For a linear map $T:V\to W$, where $V$ is a fdvsp, dim(ker T) + dim(im T)= dim V.

Proof
We will show that (Basis of ker $T$) $\cup$ (some disjoint set of size dim Im T)=(a basis of $V$). Take a basis ${\mathbf{k}}_1,{\mathbf{k}}_2,\dots ,{\mathbf{k}}_t$ of ker T. Extend it to get a basis ${\mathbf{k}}_1,\dots ,{\mathbf{k}}_t,{\mathbf{v}}_1,\dots ,{\mathbf{v}}_r$ of $V$. Dim Ker $T$ = $r$, dim $V$ = $t+r$. We have to show that Dim Im $T$ = $r$. We guess that $T({\mathbf{v}}_1),T({\mathbf{v}}_2),\dots ,T({\mathbf{v}}_r)$ is a basis of $\mathrm{Im}(T)$, i.e, they span $\mathrm{Im}(T)$ and are linearly independent.

These vectors span Im T
Since $\{{\mathbf{k}}_1,\dots ,{\mathbf{k}}_t,{\mathbf{v}}_1,\dots ,{\mathbf{v}}_r\}$ is a basis of (in particular, spans) $V$, $\{T({\mathbf{k}}_1),\dots ,T({\mathbf{k}}_t),T({\mathbf{v}}_1),\dots ,T({\mathbf{v}}_r)\}$ span $T(V)=\mathrm{Im}(T)$. Since $\{T({\mathbf{k}}_1),\dots ,T({\mathbf{k}}_t)\}$ has span $\{0\}$, $\{T({\mathbf{v}}_1),\dots ,T({\mathbf{v}}_r)\}$ must span $\mathrm{Im}(T)$.
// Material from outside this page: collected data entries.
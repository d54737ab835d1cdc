//! The translation backend seam and the OpenAI-compatible HTTP
//! implementation.
//!
//! The orchestrator only ever talks to [`TranslationBackend`]; tests swap in
//! scripted implementations, production wires [`OpenAiBackend`] at an
//! OpenAI-compatible `chat/completions` endpoint.

use async_trait::async_trait;
use serde_json::json;

use crate::debug::debug;
use crate::error::Error;
use crate::formats::FormatType;
use crate::prompt;

/// A batched key/value translation request. `items` are `(key, source
/// text)` pairs; responses are index-aligned with them.
#[derive(Debug, Clone)]
pub struct BatchRequest<'a> {
    pub source_locale: &'a str,
    pub target_locale: &'a str,
    pub format: FormatType,
    pub instructions: Option<&'a str>,
    pub items: Vec<(&'a str, &'a str)>,
}

/// A whole-document translation request.
#[derive(Debug, Clone)]
pub struct DocumentRequest<'a> {
    pub source_locale: &'a str,
    pub target_locale: &'a str,
    pub format: FormatType,
    pub instructions: Option<&'a str>,
    pub content: &'a str,
}

/// External retry budget for backend calls. Counts total attempts, so
/// `max_attempts: 1` means no retries.
#[derive(Debug, Clone, Copy, PartialEq, Eq)]
pub struct RetryPolicy {
    pub max_attempts: u32,
}

impl Default for RetryPolicy {
    fn default() -> Self {
        RetryPolicy { max_attempts: 4 }
    }
}

/// A translation provider.
///
/// `translate_batch` must return one entry per input item, in input order;
/// `None` marks a text the provider produced no translation for.
#[async_trait]
pub trait TranslationBackend: Send + Sync {
    async fn translate_batch(
        &self,
        request: &BatchRequest<'_>,
    ) -> Result<Vec<Option<String>>, Error>;

    async fn translate_document(
        &self,
        request: &DocumentRequest<'_>,
    ) -> Result<Option<String>, Error>;
}

/// Backend speaking the OpenAI-compatible `chat/completions` protocol.
/// Works against OpenAI itself and any compatible server (Ollama, vLLM,
/// gateway proxies) by pointing `base_url` elsewhere.
pub struct OpenAiBackend {
    client: reqwest::Client,
    base_url: String,
    api_key: String,
    model: String,
    temperature: f32,
}

impl OpenAiBackend {
    pub fn new(
        base_url: impl Into<String>,
        api_key: impl Into<String>,
        model: impl Into<String>,
    ) -> Self {
        OpenAiBackend {
            client: reqwest::Client::new(),
            base_url: base_url.into().trim_end_matches('/').to_string(),
            api_key: api_key.into(),
            model: model.into(),
            temperature: 0.0,
        }
    }

    pub fn with_temperature(mut self, temperature: f32) -> Self {
        self.temperature = temperature;
        self
    }

    async fn complete(&self, prompt: String) -> Result<String, Error> {
        let body = json!({
            "model": self.model,
            "temperature": self.temperature,
            "messages": [
                {"role": "user", "content": prompt}
            ],
        });

        let response = self
            .client
            .post(format!("{}/chat/completions", self.base_url))
            .bearer_auth(&self.api_key)
            .json(&body)
            .send()
            .await
            .map_err(|e| Error::backend_error("request failed", Some(Box::new(e))))?;

        let status = response.status();
        if !status.is_success() {
            let text = response.text().await.unwrap_or_default();
            return Err(Error::backend_error(
                format!("backend returned {}: {}", status, text),
                None,
            ));
        }

        let payload: serde_json::Value = response
            .json()
            .await
            .map_err(|e| Error::backend_error("invalid response body", Some(Box::new(e))))?;

        payload["choices"][0]["message"]["content"]
            .as_str()
            .map(|s| s.to_string())
            .ok_or_else(|| Error::backend_error("response missing message content", None))
    }
}

#[async_trait]
impl TranslationBackend for OpenAiBackend {
    async fn translate_batch(
        &self,
        request: &BatchRequest<'_>,
    ) -> Result<Vec<Option<String>>, Error> {
        if request.items.is_empty() {
            return Ok(Vec::new());
        }

        debug(format!(
            "translating {} items to {}",
            request.items.len(),
            request.target_locale
        ));

        let content = self.complete(prompt::batch_prompt(request)).await?;
        Ok(parse_batch_response(&content, request.items.len()))
    }

    async fn translate_document(
        &self,
        request: &DocumentRequest<'_>,
    ) -> Result<Option<String>, Error> {
        let content = self.complete(prompt::document_prompt(request)).await?;
        let trimmed = content.trim();
        if trimmed.is_empty() {
            Ok(None)
        } else {
            Ok(Some(content))
        }
    }
}

/// Decode a batch answer into index-aligned options. Accepts `{"items":
/// [...]}` or a bare array (some compatible servers drop the wrapper);
/// anything unparseable counts as no answer for every item.
fn parse_batch_response(content: &str, expected: usize) -> Vec<Option<String>> {
    let value: serde_json::Value = match serde_json::from_str(content.trim()) {
        Ok(v) => v,
        Err(_) => return vec![None; expected],
    };

    let items = match &value {
        serde_json::Value::Array(items) => items.as_slice(),
        serde_json::Value::Object(map) => match map.get("items").and_then(|v| v.as_array()) {
            Some(items) => items.as_slice(),
            None => return vec![None; expected],
        },
        _ => return vec![None; expected],
    };

    (0..expected)
        .map(|i| items.get(i).and_then(|v| v.as_str()).map(|s| s.to_string()))
        .collect()
}

#[cfg(test)]
mod tests {
    use super::*;

    #[test]
    fn test_parse_batch_response_wrapped() {
        let parsed = parse_batch_response(r#"{"items": ["un", "deux"]}"#, 2);
        assert_eq!(parsed, vec![Some("un".to_string()), Some("deux".to_string())]);
    }

    #[test]
    fn test_parse_batch_response_bare_array() {
        let parsed = parse_batch_response(r#"["a"]"#, 1);
        assert_eq!(parsed, vec![Some("a".to_string())]);
    }

    #[test]
    fn test_parse_batch_response_nulls_and_short_answers() {
        let parsed = parse_batch_response(r#"{"items": ["x", null]}"#, 3);
        assert_eq!(parsed, vec![Some("x".to_string()), None, None]);
    }

    #[test]
    fn test_parse_batch_response_garbage() {
        let parsed = parse_batch_response("not json at all", 2);
        assert_eq!(parsed, vec![None, None]);
    }

    #[test]
    fn test_retry_policy_default() {
        assert_eq!(RetryPolicy::default().max_attempts, 4);
    }
}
These vectors are linearly independent
Consider a linear combination of the vectors thats equals 0.

${\sum }_{i=1}^r{c}_{i}T({\mathbf{v}}_i)=0$.

Then, $T\left({\sum }_{i=1}^r{c}_i{\mathbf{v}}_i\right)=0$.

Therefore, ${\sum }_{i=1}^r{c}_i{\mathbf{v}}_i\in \text{Ker }(T)$.

So, ${\sum }_{i=1}^r{c}_i{\mathbf{v}}_i={\sum }_{j=1}^t{a}_j{\mathbf{k}}_j$.

So, ${\sum }_{i=1}^r{c}_i{\mathbf{v}}_i-{\sum }_{j=1}^t{a}_j{\mathbf{k}}_j=0$.

Since ${\mathbf{k}}_1,\dots ,{\mathbf{k}}_t,{\mathbf{v}}_1,\dots ,{\mathbf{v}}_r$ forms a basis of $V$, all $c_i$ and $a_i$ must be $0$. In particular, all $c_i$ must be $0$. Thus, $T({\mathbf{v}}_1),T({\mathbf{v}}_2),\dots ,T({\mathbf{v}}_r)$ are linearly independent. ❏